En fait, il a été enthousiasmé par ma critique de son Parsifal 2010 au théâtre de Poche, génialement inspiré par le poète Oskar Panizza ((Oskar Panizza (1852-1921), écrivain et poète allemand, mort en asile d'aliénés près de Bayreuth)), qui, comme on le sait, avait qualifié cette œuvre de "fourrage spirituel pour pédérastes", le payant par de la prison, et dont les vers ont été mis en musique par Richard Strauss.
Lorsqu'il a été invité à diriger Il Trovatore à La Scala, où il n'avait pas travaillé jusqu'alors, il est venu chez moi pour un échange d'idées. Il m'a d'abord demandé : "Comment est le public de la Scala ?
- "Rétrograde, vaniteux, superficiel et intolérant", ai-je répondu.
Ses yeux s'illuminèrent ; "Merveilleux ! - Il s'est réjoui - Ce sera un scandale sans précédent ! Ils vont prendre d'assaut la scène ! Ils vont essayer de me lyncher ! Ils vont battre les agents venus pour me défendre !" Et, plus réfléchi : "En plus de tout cela, ce sera une bonne ouverture pour travailler en Allemagne ".

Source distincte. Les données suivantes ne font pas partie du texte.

// tests/routes_tests.rs
mod common;

use actix_web::web::Data;
use actix_web::{http::StatusCode, test, App};
use serde_json::json;

use catalog_api::web::configure_app_routes;

#[actix_web::test]
async fn root_reports_server_running() {
  common::setup_tracing();
  let app = test::init_service(
    App::new()
      .app_data(Data::new(common::unreachable_app_state()))
      .configure(configure_app_routes),
  )
  .await;

  let req = test::TestRequest::get().uri("/").to_request();
  let resp = test::call_service(&app, req).await;
  assert_eq!(resp.status(), StatusCode::OK);

  let body = test::read_body(resp).await;
  assert_eq!(body, "Server is running");
}

#[actix_web::test]
async fn unknown_route_is_not_found() {
  common::setup_tracing();
  let app = test::init_service(
    App::new()
      .app_data(Data::new(common::unreachable_app_state()))
      .configure(configure_app_routes),
  )
  .await;

  let req = test::TestRequest::get().uri("/no_such_route").to_request();
  let resp = test::call_service(&app, req).await;
  assert_eq!(resp.status(), StatusCode::NOT_FOUND);
}

#[actix_web::test]
async fn list_products_reports_database_failure_as_500() {
  common::setup_tracing();
  let app = test::init_service(
    App::new()
      .app_data(Data::new(common::unreachable_app_state()))
      .configure(configure_app_routes),
  )
  .await;

  let req = test::TestRequest::get().uri("/products").to_request();
  let resp = test::call_service(&app, req).await;
  assert_eq!(resp.status(), StatusCode::INTERNAL_SERVER_ERROR);

  // Error bodies are JSON, not plain text.
  let body: serde_json::Value = test::read_body_json(resp).await;
  assert_eq!(body, json!({"error": "Database operation failed"}));
}

#[actix_web::test]
async fn get_product_reports_database_failure_as_500() {
  common::setup_tracing();
  let app = test::init_service(
    App::new()
      .app_data(Data::new(common::unreachable_app_state()))
      .configure(configure_app_routes),
  )
  .await;

  let req = test::TestRequest::get().uri("/products/99999").to_request();
  let resp = test::call_service(&app, req).await;
  assert_eq!(resp.status(), StatusCode::INTERNAL_SERVER_ERROR);
}

#[actix_web::test]
async fn non_numeric_product_id_never_reaches_sql() {
  common::setup_tracing();
  let app = test::init_service(
    App::new()
      .app_data(Data::new(common::unreachable_app_state()))
      .configure(configure_app_routes),
  )
  .await;

  // The typed path extractor rejects this before any query runs; against an
  // unreachable database a handler-level attempt would have been a 500.
  let req = test::TestRequest::get().uri("/products/not-a-number").to_request();
  let resp = test::call_service(&app, req).await;
  assert_ne!(resp.status(), StatusCode::INTERNAL_SERVER_ERROR);
  assert!(resp.status().is_client_error());
}

#[actix_web::test]
async fn add_product_rejects_non_json_body() {
  common::setup_tracing();
  let app = test::init_service(
    App::new()
      .app_data(Data::new(common::unreachable_app_state()))
      .configure(configure_app_routes),
  )
  .await;

  let req = test::TestRequest::post()
    .uri("/add_product")
    .insert_header(("content-type", "text/plain"))
    .set_payload("not json")
    .to_request();
  let resp = test::call_service(&app, req).await;
  assert!(resp.status().is_client_error());
}

#[actix_web::test]
async fn add_product_reports_database_failure_as_500() {
  common::setup_tracing();
  let app = test::init_service(
    App::new()
      .app_data(Data::new(common::unreachable_app_state()))
      .configure(configure_app_routes),
  )
  .await;

  let req = test::TestRequest::post()
    .uri("/add_product")
    .set_json(json!({
      "product_name": "Widget",
      "products_url": "w.png",
      "product_description": "Full desc",
      "product_brief_description": "Brief",
      "product_img": "img.png",
      "product_link": "link",
      "starting_price": "9.99",
      "price_range": "9-19",
      "user_name": "alice",
      "user_password": "secret"
    }))
    .to_request();
  let resp = test::call_service(&app, req).await;
  assert_eq!(resp.status(), StatusCode::INTERNAL_SERVER_ERROR);
}

#[actix_web::test]
async fn install_reports_database_failure_as_500() {
  common::setup_tracing();
  let app = test::init_service(
    App::new()
      .app_data(Data::new(common::unreachable_app_state()))
      .configure(configure_app_routes),
  )
  .await;

  let req = test::TestRequest::get().uri("/install").to_request();
  let resp = test::call_service(&app, req).await;
  assert_eq!(resp.status(), StatusCode::INTERNAL_SERVER_ERROR);

  let body: serde_json::Value = test::read_body_json(resp).await;
  assert_eq!(body["error"], "Table creation failed");
  // All five statements are attempted even when the first one fails.
  let detail = body["detail"].as_str().unwrap();
  for table in ["products", "product_description", "product_price", "users", "orders"] {
    assert!(detail.contains(table), "missing '{}' in: {}", table, detail);
  }
}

Je lui ai demandé comment il avait pensé son Trovatore.
-"Écologique ! Écologique ! Personne n'a jamais fait ça !"
"Vraiment unique ! – Ai-je répondu, en extase - Mais comment avez-vous eu cette inspiration, Maître ? Et comment comptez-vous y parvenir" ?
-" Oh, ça a été une longue incubation. J'ai dû écarter de nombreuses hypothèses : c'est une œuvre qui existe depuis trop longtemps et qui a fait l'objet de toutes sortes d'interprétations. J’avais pensé en faire une dénonciation de la discrimination des tsiganes, telle qu'elle s'est déroulée pendant la guerre civile du Kosovo, comme le cauchemar d'Azucena, comme un rejet de la sexualité (les protagonistes des opéras de Verdi ne parviennent jamais à conclure), comme un exemple psychopathologique du syndrome de la mère malveillante, comme la folie d'un pyromane, comme un film d'horreur, comme une émission de télévision pour enfants qui les fait pleurer, comme une querelle dans une petite famille bourgeoise, comme un conflit de copropriété, et plus encore. J'avais même conçu une relation incestueuse (Massimo Mila ((Massimo Mila (1910-1988). Très grand musicologue et critique italien, spécialiste de Verdi)) a été le premier à souligner que Manrico est plus un fils passionné qu'un amant), en l'absence de personnages auxquels je pourrais attribuer une relation homosexuelle (Ruiz? C’est bien peu) comme dans Don Carlo : mais tout a déjà été fait.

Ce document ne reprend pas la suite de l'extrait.